_What the exercise asks_
In the records below, find the line with "(Cow::Borrowed(&input[..take]), take, self.written" and the line with "fn emit(index: usize, deliver: bool, data: Vec<u8>, events: &mut"; return exactly those lines and every line between them.

··· Input for this task

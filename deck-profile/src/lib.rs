pub mod manager;
pub mod profile;

pub use manager::DeckProfileManager;
pub use profile::{
    DeckProfile, DeckProfileDraft, DeckProfileState, ProfileEvent, ProfileId,
    ProfileMetadata, ProfilePatch,
};

/// Conventional name of the persisted profile record inside a deck data
/// directory.
pub const PROFILES_FILE: &str = "profiles.json";
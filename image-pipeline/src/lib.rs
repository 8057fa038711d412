//! Upload validation and normalization.
//!
//! Every accepted upload is decoded once, bounded to [`MAX_DIMENSION`] on
//! its larger side, and re-encoded deterministically, so the same source
//! bytes always produce the same stored bytes.

use std::path::Path;

use image::codecs::jpeg::JpegEncoder;
use image::imageops::FilterType;
use image::{ImageFormat, RgbaImage};

use deck_error::{DeckError, Result};

/// Largest accepted upload, in bytes.
pub const MAX_UPLOAD_BYTES: usize = 5 * 1024 * 1024;

/// The larger dimension of a normalized bitmap never exceeds this.
pub const MAX_DIMENSION: u32 = 1024;

/// Fixed quality of the deterministic JPEG re-encode.
pub const JPEG_QUALITY: u8 = 90;

/// A normalized upload: bounded geometry, the deterministic re-encode,
/// and the decoded bitmap it was produced from.
#[derive(Debug, Clone)]
pub struct NormalizedImage {
    pub width: u32,
    pub height: u32,
    pub aspect_ratio: f32,
    pub encoded: Vec<u8>,
    pub bitmap: RgbaImage,
}

/// Checks the upload contract without decoding anything.
///
/// The container format is sniffed from the bytes themselves; a
/// caller-supplied MIME string is never trusted. Only the header is
/// inspected, so an invalid file is rejected before any decode work.
pub fn validate_upload(bytes: &[u8]) -> Result<()> {
    if bytes.len() > MAX_UPLOAD_BYTES {
        return Err(DeckError::Validation(format!(
            "upload is {} bytes, limit is {}",
            bytes.len(),
            MAX_UPLOAD_BYTES
        )));
    }

    let format = image::guess_format(bytes).map_err(|_| {
        DeckError::Validation("unrecognized image container".to_owned())
    })?;
    match format {
        ImageFormat::Jpeg | ImageFormat::Png | ImageFormat::WebP => Ok(()),
        other => Err(DeckError::Validation(format!(
            "unsupported image format {:?}, expected JPEG, PNG or WebP",
            other
        ))),
    }
}

/// Decodes and normalizes an upload.
///
/// Downscales so the larger dimension fits [`MAX_DIMENSION`] while
/// preserving aspect ratio; images already within bounds are never
/// upscaled. The JPEG re-encode drops any alpha channel.
pub fn normalize(bytes: &[u8]) -> Result<NormalizedImage> {
    let decoded = image::load_from_memory(bytes)
        .map_err(|err| DeckError::Decode(err.to_string()))?;

    let (source_width, source_height) = (decoded.width(), decoded.height());
    let decoded = if source_width > MAX_DIMENSION || source_height > MAX_DIMENSION
    {
        decoded.resize(MAX_DIMENSION, MAX_DIMENSION, FilterType::Triangle)
    } else {
        decoded
    };

    let mut encoded = Vec::new();
    let mut encoder = JpegEncoder::new_with_quality(&mut encoded, JPEG_QUALITY);
    encoder
        .encode_image(&decoded.to_rgb8())
        .map_err(|err| DeckError::Decode(format!("re-encode failed: {}", err)))?;

    let bitmap = decoded.to_rgba8();
    let (width, height) = (bitmap.width(), bitmap.height());

    log::debug!(
        "normalized {}x{} upload to {}x{} ({} encoded bytes)",
        source_width,
        source_height,
        width,
        height,
        encoded.len()
    );

    Ok(NormalizedImage {
        width,
        height,
        aspect_ratio: width as f32 / height as f32,
        encoded,
        bitmap,
    })
}

/// Validates then normalizes an upload.
pub fn process(bytes: &[u8]) -> Result<NormalizedImage> {
    validate_upload(bytes)?;
    normalize(bytes)
}

/// Reads a file and runs it through [`process`].
pub fn process_path<P: AsRef<Path>>(path: P) -> Result<NormalizedImage> {
    let bytes = std::fs::read(path.as_ref())?;
    process(&bytes)
}

#[cfg(test)]
mod tests {
    use super::*;
    use std::io::Cursor;

    fn encode(width: u32, height: u32, format: ImageFormat) -> Vec<u8> {
        let bitmap = image::RgbImage::from_fn(width, height, |x, y| {
            image::Rgb([(x % 256) as u8, (y % 256) as u8, 96])
        });
        let mut bytes = Vec::new();
        image::DynamicImage::ImageRgb8(bitmap)
            .write_to(&mut Cursor::new(&mut bytes), format)
            .unwrap();
        bytes
    }

    #[test]
    fn accepts_supported_formats() {
        for format in [ImageFormat::Png, ImageFormat::Jpeg] {
            assert!(validate_upload(&encode(32, 32, format)).is_ok());
        }
    }

    #[test]
    fn rejects_oversize_uploads_before_sniffing() {
        let bytes = vec![0u8; MAX_UPLOAD_BYTES + 1];
        assert!(matches!(
            validate_upload(&bytes),
            Err(DeckError::Validation(_))
        ));
    }

    #[test]
    fn rejects_unrecognized_bytes() {
        assert!(matches!(
            validate_upload(b"not an image at all"),
            Err(DeckError::Validation(_))
        ));
    }

    #[test]
    fn rejects_disallowed_container() {
        let bytes = encode(16, 16, ImageFormat::Bmp);
        assert!(matches!(
            validate_upload(&bytes),
            Err(DeckError::Validation(_))
        ));
    }

    #[test]
    fn bounds_large_images_and_keeps_aspect() {
        let bytes = encode(2000, 3500, ImageFormat::Jpeg);
        assert!(bytes.len() <= MAX_UPLOAD_BYTES);

        let normalized = process(&bytes).unwrap();
        assert_eq!(normalized.height, MAX_DIMENSION);
        assert!(normalized.width <= MAX_DIMENSION);

        let source_ratio = 2000.0 / 3500.0;
        assert!((normalized.aspect_ratio - source_ratio).abs() < 0.01);
    }

    #[test]
    fn never_upscales_small_images() {
        let normalized = process(&encode(100, 200, ImageFormat::Png)).unwrap();
        assert_eq!((normalized.width, normalized.height), (100, 200));
    }

    #[test]
    fn encoded_output_round_trips_to_same_geometry() {
        let normalized = process(&encode(1500, 600, ImageFormat::Png)).unwrap();
        let reloaded = image::load_from_memory(&normalized.encoded).unwrap();
        assert_eq!(
            (reloaded.width(), reloaded.height()),
            (normalized.width, normalized.height)
        );
    }

    #[test]
    fn re_encode_is_deterministic() {
        let bytes = encode(640, 480, ImageFormat::Png);
        let first = process(&bytes).unwrap();
        let second = process(&bytes).unwrap();
        assert_eq!(first.encoded, second.encoded);
    }

    #[test]
    fn corrupt_input_is_a_decode_error() {
        let mut bytes = encode(64, 64, ImageFormat::Png);
        bytes.truncate(32);
        assert!(matches!(normalize(&bytes), Err(DeckError::Decode(_))));
    }
}
//! Per-entry data routing.
//!
//! Each entry's raw bytes come from one of two sources: a fixed number of
//! bytes taken from the local header, or everything up to the data
//! descriptor. They then pass through one stage: stored, inflated, or
//! discarded (skipped entries) before being emitted as [`Event::Data`].

use flate2::{Decompress, FlushDecompress, Status};
use std::borrow::Cow;

use super::entry::Event;
use super::error::UnzipError;
use super::matcher::{DescriptorMatcher, Search};
use super::structures::LocalFileHeader;

/// Largest block of inflated output handed out at once.
pub const INFLATE_CHUNK: usize = 32 * 1024;

/// Raw deflate decoder fed incrementally.
///
/// Output is handed to a callback in blocks of at most [`INFLATE_CHUNK`]
/// bytes, however much a single input slice expands to.
pub struct Inflater {
    inner: Decompress,
    finished: bool,
}

impl Default for Inflater {
    fn default() -> Self {
        Self::new()
    }
}

impl Inflater {
    pub fn new() -> Self {
        Self {
            inner: Decompress::new(false),
            finished: false,
        }
    }

    pub fn write(
        &mut self,
        input: &[u8],
        emit: &mut dyn FnMut(Vec<u8>),
    ) -> Result<(), UnzipError> {
        self.run(input, FlushDecompress::None, emit)
    }

    /// Flush pending output. Fails if the deflate stream did not end.
    pub fn finish(&mut self, emit: &mut dyn FnMut(Vec<u8>)) -> Result<(), UnzipError> {
        if self.inner.total_in() == 0 {
            // Zero-length data, nothing was compressed
            return Ok(());
        }
        self.run(&[], FlushDecompress::Finish, emit)?;
        if !self.finished {
            return Err(UnzipError::DecompressionFailure(
                "unexpected end of deflate stream".to_string(),
            ));
        }
        Ok(())
    }

    fn run(
        &mut self,
        mut input: &[u8],
        flush: FlushDecompress,
        emit: &mut dyn FnMut(Vec<u8>),
    ) -> Result<(), UnzipError> {
        let mut block = Vec::with_capacity(INFLATE_CHUNK);

        while !self.finished {
            let before_in = self.inner.total_in();
            let before_out = self.inner.total_out();

            let status = self
                .inner
                .decompress_vec(input, &mut block, flush)
                .map_err(|e| UnzipError::DecompressionFailure(e.to_string()))?;

            let consumed = (self.inner.total_in() - before_in) as usize;
            let produced = (self.inner.total_out() - before_out) as usize;
            input = &input[consumed..];

            if status == Status::StreamEnd {
                self.finished = true;
            } else if block.len() >= INFLATE_CHUNK {
                emit(std::mem::replace(&mut block, Vec::with_capacity(INFLATE_CHUNK)));
            } else if input.is_empty() || (consumed == 0 && produced == 0) {
                break;
            }
        }

        if !block.is_empty() {
            emit(block);
        }
        Ok(())
    }
}

enum Source {
    Sized { limit: u64 },
    Descriptor(DescriptorMatcher),
}

enum Stage {
    Discard,
    Store,
    Inflate(Inflater),
}

/// Outcome of [`OutStream::relay`].
#[derive(Debug, PartialEq, Eq)]
pub enum Relay {
    /// The entry needs more input.
    Pending,
    /// The entry's data is complete.
    Finished,
}

/// Routing state of the entry whose data is being read.
pub struct OutStream {
    index: usize,
    source: Source,
    stage: Stage,
    deliver: bool,
    written: u64,
}

impl OutStream {
    /// Set up routing for the entry described by `header`.
    ///
    /// Skipped entries are drained without decoding. With `deliver` unset
    /// the entry is decoded and terminated as usual but no data is emitted.
    pub fn new(index: usize, header: &LocalFileHeader, skip: bool, deliver: bool) -> Self {
        let source = if header.has_data_descriptor() {
            Source::Descriptor(DescriptorMatcher::new())
        } else {
            Source::Sized {
                limit: header.compressed_size.into(),
            }
        };
        let stage = if skip {
            Stage::Discard
        } else if header.compression_method != 0 {
            Stage::Inflate(Inflater::new())
        } else {
            Stage::Store
        };

        Self {
            index,
            source,
            stage,
            deliver,
            written: 0,
        }
    }

    /// Whether the entry ends with a data descriptor.
    pub fn has_descriptor(&self) -> bool {
        matches!(self.source, Source::Descriptor(_))
    }

    /// Raw bytes taken from the stream for this entry so far.
    pub fn written(&self) -> u64 {
        self.written
    }

    /// Take entry bytes from the front of `input`.
    ///
    /// Returns how many bytes of `input` belong to this entry. Sized entries
    /// take at most their remaining byte count. Descriptor entries take
    /// everything up to and including the descriptor; bytes the matcher
    /// held back from earlier calls are accounted for internally.
    pub fn relay(
        &mut self,
        input: &[u8],
        events: &mut Vec<Event>,
    ) -> Result<(usize, Relay), UnzipError> {
        let (packet, consumed, done) = match &mut self.source {
            Source::Sized { limit } => {
                let remaining = *limit - self.written;
                let take = remaining.min(input.len() as u64) as usize;
                self.written += take as u64;
                (Cow::Borrowed(&input[..take]), take, self.written == *limit)
            }
            Source::Descriptor(matcher) => {
                let mut packet = Vec::new();
                let search = matcher.write(input, &mut packet);
                self.written = matcher.size_so_far();
                match search {
                    Search::Pending => (Cow::Owned(packet), input.len(), false),
                    // Whatever follows the descriptor is a suffix of `input`
                    Search::Found(rest) => (
                        Cow::Owned(packet),
                        input.len().saturating_sub(rest.len()),
                        true,
                    ),
                }
            }
        };

        self.push(&packet, events)?;
        if done {
            self.close(events)?;
            Ok((consumed, Relay::Finished))
        } else {
            Ok((consumed, Relay::Pending))
        }
    }

    fn push(&mut self, packet: &[u8], events: &mut Vec<Event>) -> Result<(), UnzipError> {
        let (index, deliver) = (self.index, self.deliver);
        match &mut self.stage {
            Stage::Discard => {}
            Stage::Store => emit(index, deliver, packet.to_vec(), events),
            Stage::Inflate(inflater) => {
                inflater.write(packet, &mut |data| emit(index, deliver, data, events))?;
            }
        }
        Ok(())
    }

    fn close(&mut self, events: &mut Vec<Event>) -> Result<(), UnzipError> {
        let (index, deliver) = (self.index, self.deliver);
        match &mut self.stage {
            Stage::Discard => return Ok(()),
            Stage::Store => {}
            Stage::Inflate(inflater) => {
                inflater.finish(&mut |data| emit(index, deliver, data, events))?;
            }
        }
        events.push(Event::End { index });
        Ok(())
    }
}

fn emit(index: usize, deliver: bool, data: Vec<u8>, events: &mut Vec<Event>) {
    if deliver && !data.is_empty() {
        events.push(Event::Data { index, data });
    }
}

······

_Answer to this task_
                (Cow::Borrowed(&input[..take]), take, self.written == *limit)
            }
            Source::Descriptor(matcher) => {
                let mut packet = Vec::new();
                let search = matcher.write(input, &mut packet);
                self.written = matcher.size_so_far();
                match search {
                    Search::Pending => (Cow::Owned(packet), input.len(), false),
                    // Whatever follows the descriptor is a suffix of `input`
                    Search::Found(rest) => (
                        Cow::Owned(packet),
                        input.len().saturating_sub(rest.len()),
                        true,
                    ),
                }
            }
        };

        self.push(&packet, events)?;
        if done {
            self.close(events)?;
            Ok((consumed, Relay::Finished))
        } else {
            Ok((consumed, Relay::Pending))
        }
    }

    fn push(&mut self, packet: &[u8], events: &mut Vec<Event>) -> Result<(), UnzipError> {
        let (index, deliver) = (self.index, self.deliver);
        match &mut self.stage {
            Stage::Discard => {}
            Stage::Store => emit(index, deliver, packet.to_vec(), events),
            Stage::Inflate(inflater) => {
                inflater.write(packet, &mut |data| emit(index, deliver, data, events))?;
            }
        }
        Ok(())
    }

    fn close(&mut self, events: &mut Vec<Event>) -> Result<(), UnzipError> {
        let (index, deliver) = (self.index, self.deliver);
        match &mut self.stage {
            Stage::Discard => return Ok(()),
            Stage::Store => {}
            Stage::Inflate(inflater) => {
                inflater.finish(&mut |data| emit(index, deliver, data, events))?;
            }
        }
        events.push(Event::End { index });
        Ok(())
    }
}

fn emit(index: usize, deliver: bool, data: Vec<u8>, events: &mut Vec<Event>) {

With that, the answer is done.